# Ratsuche: Notebook bei Ebay gekauft, keine Seriennummer



## Rolf K (23 November 2003)

Hi,

ich habe ein gebrauchtes Notebook zu normalem Preis bei Ebay ersteigert und per Vorkasse bezahlt. Das Notebook ist soweit auch ok und entspricht dem Auktionstext.

Der Verkäufer konnte allerdings keinen Eigentumsnachweis erbringen, da er das Notebook, wie er schrieb von seinem Vater gekauft habe. Da er neben seiner Telefonnummer auch die Kopie seines Ausweises mitschickte, hatte ich Vertrauen gefaßt.

Nun habe ich das Notebook erhalten und mußte feststellen, der Seriennummernaufkleber auf der Unterseite des Notebooks entfernt ist.

Bei alledem befürchte ich, Hehlerware gekauft zu haben.

Wie sollte ich sinnigerweise am besten weiter verfahren?

Gruß Rolf


----------



## Raimund (23 November 2003)

*Ebay*

Ebay-Käufe sind niemals ganz ohne Risiko.

Falls es Hehlerware war, hast Du natürlich den Schwarzen Peter. Nach deutschem Recht kann man an einem gestohlenen Gegenstand niemals Eigentum erwerben.

Dass die Seriennummer fehlt, könnte eher daran liegen, dass das Gerät ein Grauimport ist. Sie würde auch das Eigentumsrecht des Verkäufers nicht nachweisen.

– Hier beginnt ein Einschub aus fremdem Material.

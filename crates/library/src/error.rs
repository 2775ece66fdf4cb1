//! Library Error Types
//!
//! This module provides structured errors using `exn` for automatic location
//! tracking and error tree construction.

use derive_more::{Display, Error};
use std::path::PathBuf;

/// A library error with automatic location tracking.
pub type Error = exn::Exn<ErrorKind>;
/// Result type alias for library operations.
pub type Result<T> = std::result::Result<T, Error>;

/// Classifies the origin of a job failure.
///
/// Per-image problems (missing or unreadable files) never surface here; they
/// degrade to blank fields. These variants cover what stops a job outright.
#[derive(Debug, Display, Error)]
pub enum ErrorKind {
    /// The input table is missing or not valid CSV.
    #[display("failed to read table: {}", _0.display())]
    ReadTable(#[error(not(source))] PathBuf),
    /// The output table could not be written.
    #[display("failed to write table: {}", _0.display())]
    WriteTable(#[error(not(source))] PathBuf),
    /// The input table is not valid in the declared encoding.
    #[display("table is not valid {encoding}: {}", path.display())]
    Encoding {
        path: PathBuf,
        encoding: &'static str,
    },
    /// The requested photographer has no `originals` folder.
    #[display("unknown photographer: {_0}")]
    UnknownPhotographer(#[error(not(source))] String),
    /// An image-tree operation via [`mosaic_storage`] failed.
    #[display("image storage operation failed")]
    Storage,
    /// A record's size variants could not be encoded as JSON.
    #[display("failed to encode sizes_info for {_0}")]
    SizesInfo(#[error(not(source))] String),
    /// A URL template could not be compiled or rendered.
    #[display("issue with URL generation from template")]
    Template,
}

impl ErrorKind {
    /// Returns `true` if retrying might succeed.
    pub fn is_retryable(&self) -> bool {
        matches!(self, Self::WriteTable(_))
    }
}
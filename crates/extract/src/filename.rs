//! Structured catalog filenames.
//!
//! A catalog filename looks like `durieu_portrait_year-1860_vertical_bw.jpg`:
//! the first token is the author slug, the second the title slug, and any
//! further tokens are either tags (year, orientation, colour, nudity) or extra
//! title words. Curated uploads carry a `000_aaa_` marker in front of the
//! author slug, and manually-sized duplicates end in `_ms`; neither is part of
//! the image's identity.

use crate::consts::{MARKER_PREFIX, MS_SUFFIX, YEAR_PREFIX};
use crate::models::{ColorMode, Nudity, NudityTokens, Orientation};
use tracing::instrument;

/// Splits a filename into its stem and extension (including the dot).
///
/// A leading dot does not start an extension, so `.hidden` has no extension.
pub fn split_extension(filename: &str) -> (&str, &str) {
    match filename.rfind('.') {
        Some(idx) if idx > 0 => filename.split_at(idx),
        _ => (filename, ""),
    }
}

/// The filename an image is published under: the `_ms` suffix is removed from
/// the stem, the extension is kept.
pub fn canonical_filename(filename: &str) -> String {
    let (stem, ext) = split_extension(filename);
    format!("{}{}", stem.strip_suffix(MS_SUFFIX).unwrap_or(stem), ext)
}

/// Builds a sentence from the title tokens of a split filename stem.
///
/// Uses the tokens after the author slug and before the first `year-` token,
/// with hyphens read as spaces. The first letter is upper-cased and a full
/// stop is appended when missing. Returns an empty string when there are no
/// title tokens.
pub fn describe(tokens: &[&str]) -> String {
    let end = tokens.iter().position(|t| t.starts_with(YEAR_PREFIX)).unwrap_or(tokens.len());
    let words = match tokens.get(1..end) {
        Some(words) if !words.is_empty() => words,
        _ => return String::new(),
    };
    let sentence = words.join(" ").replace('-', " ");
    let mut chars = sentence.chars();
    let mut description = match chars.next() {
        Some(first) => first.to_uppercase().chain(chars).collect::<String>(),
        None => return String::new(),
    };
    if !description.ends_with('.') {
        description.push('.');
    }
    description
}

/// Metadata encoded in a catalog filename.
#[derive(Debug, Clone, PartialEq, Eq)]
pub struct ParsedName {
    /// Raw author slug; resolve it with [`resolve_author`](crate::resolve_author).
    pub author: String,
    /// Title slug followed by any unrecognised tokens, space-separated.
    pub title: String,
    pub year: Option<String>,
    pub orientation: Option<Orientation>,
    pub color: Option<ColorMode>,
    /// Defaults to [`Nudity::Nude`] when the filename carries no tag.
    pub nudity: Nudity,
    pub description: String,
    /// Whether the filename carried the curated-upload marker.
    pub marked: bool,
}
impl ParsedName {
    /// Parses a filename (with or without extension).
    ///
    /// Tags may appear in any order after the title slug; when a tag kind is
    /// repeated the last occurrence wins.
    #[instrument(level = "trace", skip(nudity_tokens))]
    pub fn parse(filename: &str, nudity_tokens: NudityTokens) -> Self {
        let (stem, _) = split_extension(filename);
        let stem = stem.strip_suffix(MS_SUFFIX).unwrap_or(stem);
        let marked = stem.get(..MARKER_PREFIX.len()).is_some_and(|p| p.eq_ignore_ascii_case(MARKER_PREFIX));
        let stem = match marked {
            true => &stem[MARKER_PREFIX.len()..],
            false => stem,
        };
        let tokens: Vec<&str> = stem.split('_').collect();

        let author = tokens.first().copied().unwrap_or_default().to_string();
        let mut title = tokens.get(1).copied().unwrap_or_default().to_string();
        let mut year = None;
        let mut orientation = None;
        let mut color = None;
        let mut nudity = None;
        for &token in tokens.iter().skip(2) {
            if let Some(value) = token.strip_prefix(YEAR_PREFIX) {
                year = Some(value.to_string());
            } else if let Some(value) = Orientation::from_token(token) {
                orientation = Some(value);
            } else if let Some(value) = ColorMode::from_token(token) {
                color = Some(value);
            } else if nudity_tokens.matches(token) {
                if NudityTokens::is_legacy_only(token) {
                    tracing::warn!(filename, token, "Token treated as nudity tag by legacy rule");
                }
                nudity = Some(Nudity::normalize(token));
            } else {
                title.push(' ');
                title.push_str(token);
            }
        }

        Self {
            author,
            title,
            year,
            orientation,
            color,
            nudity: nudity.unwrap_or_default(),
            description: describe(&tokens),
            marked,
        }
    }
}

Ich lasse mir bei höheren Beträgen bei Ebay-Käufen immer über die "Frage an den Verkäufer" das Eigentumsrecht zusichern. Wenn das der Verkäufer nicht macht, dann Finger weg! Ob dieses Verfahren allerdings juristisch "wasserdicht" ist, kann ich nicht sagen.

Gruß
Raimund


----------